[Data excerpts]

★ ★ ★

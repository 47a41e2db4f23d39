use crate::{api, auth::AuthConfig};
use anyhow::Result;
use secrecy::SecretString;
use tracing::debug;

#[derive(Debug)]
pub struct Args {
    pub port: u16,
    pub dsn: SecretString,
    pub token_secret: SecretString,
    pub token_ttl_seconds: i64,
    pub reset_token_ttl_seconds: i64,
    pub super_admins: String,
    pub frontend_base_url: String,
    pub issuer: String,
    pub provider_url: String,
    pub provider_api_key: SecretString,
}

/// Execute the server action.
/// # Errors
/// Returns an error if the server fails to start.
pub async fn execute(args: Args) -> Result<()> {
    debug!(port = args.port, "starting server");

    let auth_config = AuthConfig::new(args.token_secret, args.frontend_base_url)
        .with_token_ttl_seconds(args.token_ttl_seconds)
        .with_reset_token_ttl_seconds(args.reset_token_ttl_seconds)
        .with_super_admins(&args.super_admins)
        .with_issuer(args.issuer);

    api::new(
        args.port,
        args.dsn,
        auth_config,
        api::ProviderSettings {
            base_url: args.provider_url,
            api_key: args.provider_api_key,
        },
    )
    .await
}
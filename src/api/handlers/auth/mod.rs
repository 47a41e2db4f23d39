//! Auth handlers and supporting modules.
//!
//! Request identity is resolved per request by `resolver` (self-issued
//! bearer token first, external identity provider second) and attached as a
//! `Principal`. Handlers call the composable gates (`require_admin`,
//! `require_approved`, `require_super_admin`) explicitly, in order, before
//! touching anything.
//!
//! All failure paths funnel through `crate::auth::AuthError`, so 401/403
//! mapping is uniform across endpoints.

pub(crate) mod login;
pub(crate) mod me;
pub(crate) mod password;
pub(crate) mod resolver;
pub(crate) mod twofactor;
pub(crate) mod types;
pub(crate) mod users;

pub use resolver::Principal;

★ ★ ★

YOUR TASK: Each of the records should be retyped exactly.

RESPONSE AREA:
repository 47a41e2db4f23d39
use crate::{api, auth::AuthConfig};
use anyhow::Result;
use secrecy::SecretString;
use tracing::debug;

#[derive(Debug)]
pub struct Args {
    pub port: u16,
    pub dsn: SecretString,
    pub token_secret: SecretString,
    pub token_ttl_seconds: i64,
    pub reset_token_ttl_seconds: i64,
    pub super_admins: String,
    pub frontend_base_url: String,
    pub issuer: String,
    pub provider_url: String,
    pub provider_api_key: SecretString,
}

/// Execute the server action.
/// # Errors
/// Returns an error if the server fails to start.
pub async fn execute(args: Args) -> Result<()> {
    debug!(port = args.port, "starting server");

    let auth_config = AuthConfig::new(args.token_secret, args.frontend_base_url)
        .with_token_ttl_seconds(args.token_ttl_seconds)
        .with_reset_token_ttl_seconds(args.reset_token_ttl_seconds)
        .with_super_admins(&args.super_admins)
        .with_issuer(args.issuer);

    api::new(
        args.port,
        args.dsn,
        auth_config,
        api::ProviderSettings {
            base_url: args.provider_url,
            api_key: args.provider_api_key,
        },
    )
    .await
}
filename src/api/handlers/auth/mod.rs
repository 47a41e2db4f23d39
//! Auth handlers and supporting modules.
//!
//! Request identity is resolved per request by `resolver` (self-issued
//! bearer token first, external identity provider second) and attached as a
//! `Principal`. Handlers call the composable gates (`require_admin`,
//! `require_approved`, `require_super_admin`) explicitly, in order, before
//! touching anything.
//!
//! All failure paths funnel through `crate::auth::AuthError`, so 401/403
//! mapping is uniform across endpoints.

pub(crate) mod login;
pub(crate) mod me;
pub(crate) mod password;
pub(crate) mod resolver;
pub(crate) mod twofactor;
pub(crate) mod types;
pub(crate) mod users;

pub use resolver::Principal;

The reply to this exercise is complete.